*EXERCISE REQUIREMENTS*: The line containing "of successful classifications" marks the end, so write out exactly every line from the top of the entries below through that one.

Stored data entries:
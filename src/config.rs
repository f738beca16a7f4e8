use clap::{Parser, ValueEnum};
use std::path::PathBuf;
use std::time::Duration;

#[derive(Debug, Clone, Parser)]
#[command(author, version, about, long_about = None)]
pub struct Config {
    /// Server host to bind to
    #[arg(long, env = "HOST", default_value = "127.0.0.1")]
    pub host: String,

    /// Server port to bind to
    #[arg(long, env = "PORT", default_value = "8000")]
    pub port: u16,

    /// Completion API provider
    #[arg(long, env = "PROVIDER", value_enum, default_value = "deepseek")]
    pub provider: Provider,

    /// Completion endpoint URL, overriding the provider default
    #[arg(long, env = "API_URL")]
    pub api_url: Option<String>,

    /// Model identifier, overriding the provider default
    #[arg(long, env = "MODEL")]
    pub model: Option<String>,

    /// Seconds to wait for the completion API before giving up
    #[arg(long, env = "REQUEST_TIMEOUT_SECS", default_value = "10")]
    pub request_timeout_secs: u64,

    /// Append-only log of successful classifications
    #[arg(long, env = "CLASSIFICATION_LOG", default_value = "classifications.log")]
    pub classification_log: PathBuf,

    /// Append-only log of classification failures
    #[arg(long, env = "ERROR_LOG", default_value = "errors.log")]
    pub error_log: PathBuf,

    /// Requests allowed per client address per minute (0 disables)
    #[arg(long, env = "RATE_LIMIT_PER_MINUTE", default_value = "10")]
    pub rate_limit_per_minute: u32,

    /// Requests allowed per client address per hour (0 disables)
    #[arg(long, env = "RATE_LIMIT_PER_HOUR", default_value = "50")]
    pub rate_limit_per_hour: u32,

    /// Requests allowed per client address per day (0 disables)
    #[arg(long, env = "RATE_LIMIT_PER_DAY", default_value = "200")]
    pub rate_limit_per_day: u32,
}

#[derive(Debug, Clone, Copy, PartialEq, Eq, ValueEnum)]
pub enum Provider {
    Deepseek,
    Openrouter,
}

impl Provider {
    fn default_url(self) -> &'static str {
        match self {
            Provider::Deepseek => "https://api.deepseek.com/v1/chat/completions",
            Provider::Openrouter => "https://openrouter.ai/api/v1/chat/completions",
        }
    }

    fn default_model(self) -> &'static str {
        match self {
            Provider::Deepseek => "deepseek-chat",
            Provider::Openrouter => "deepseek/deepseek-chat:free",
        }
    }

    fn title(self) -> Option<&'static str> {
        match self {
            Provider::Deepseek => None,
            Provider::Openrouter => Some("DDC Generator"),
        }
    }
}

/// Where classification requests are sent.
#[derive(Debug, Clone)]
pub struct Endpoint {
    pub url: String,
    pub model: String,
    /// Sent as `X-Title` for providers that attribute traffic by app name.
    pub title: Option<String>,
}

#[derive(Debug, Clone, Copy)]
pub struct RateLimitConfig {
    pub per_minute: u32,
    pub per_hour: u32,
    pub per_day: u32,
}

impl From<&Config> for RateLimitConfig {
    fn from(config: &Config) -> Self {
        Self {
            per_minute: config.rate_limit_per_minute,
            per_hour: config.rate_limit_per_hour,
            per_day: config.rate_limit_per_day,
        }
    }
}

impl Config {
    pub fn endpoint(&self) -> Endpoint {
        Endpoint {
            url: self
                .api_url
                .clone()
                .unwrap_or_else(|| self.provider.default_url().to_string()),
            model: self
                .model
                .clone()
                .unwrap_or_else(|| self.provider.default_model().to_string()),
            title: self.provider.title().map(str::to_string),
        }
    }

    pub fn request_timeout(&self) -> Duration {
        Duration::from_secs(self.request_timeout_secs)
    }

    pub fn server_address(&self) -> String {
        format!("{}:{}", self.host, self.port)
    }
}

*FINISHED TASK*:
filename src/config.rs
repository f738beca16a7f4e8
use clap::{Parser, ValueEnum};
use std::path::PathBuf;
use std::time::Duration;

#[derive(Debug, Clone, Parser)]
#[command(author, version, about, long_about = None)]
pub struct Config {
    /// Server host to bind to
    #[arg(long, env = "HOST", default_value = "127.0.0.1")]
    pub host: String,

    /// Server port to bind to
    #[arg(long, env = "PORT", default_value = "8000")]
    pub port: u16,

    /// Completion API provider
    #[arg(long, env = "PROVIDER", value_enum, default_value = "deepseek")]
    pub provider: Provider,

    /// Completion endpoint URL, overriding the provider default
    #[arg(long, env = "API_URL")]
    pub api_url: Option<String>,

    /// Model identifier, overriding the provider default
    #[arg(long, env = "MODEL")]
    pub model: Option<String>,

    /// Seconds to wait for the completion API before giving up
    #[arg(long, env = "REQUEST_TIMEOUT_SECS", default_value = "10")]
    pub request_timeout_secs: u64,

    /// Append-only log of successful classifications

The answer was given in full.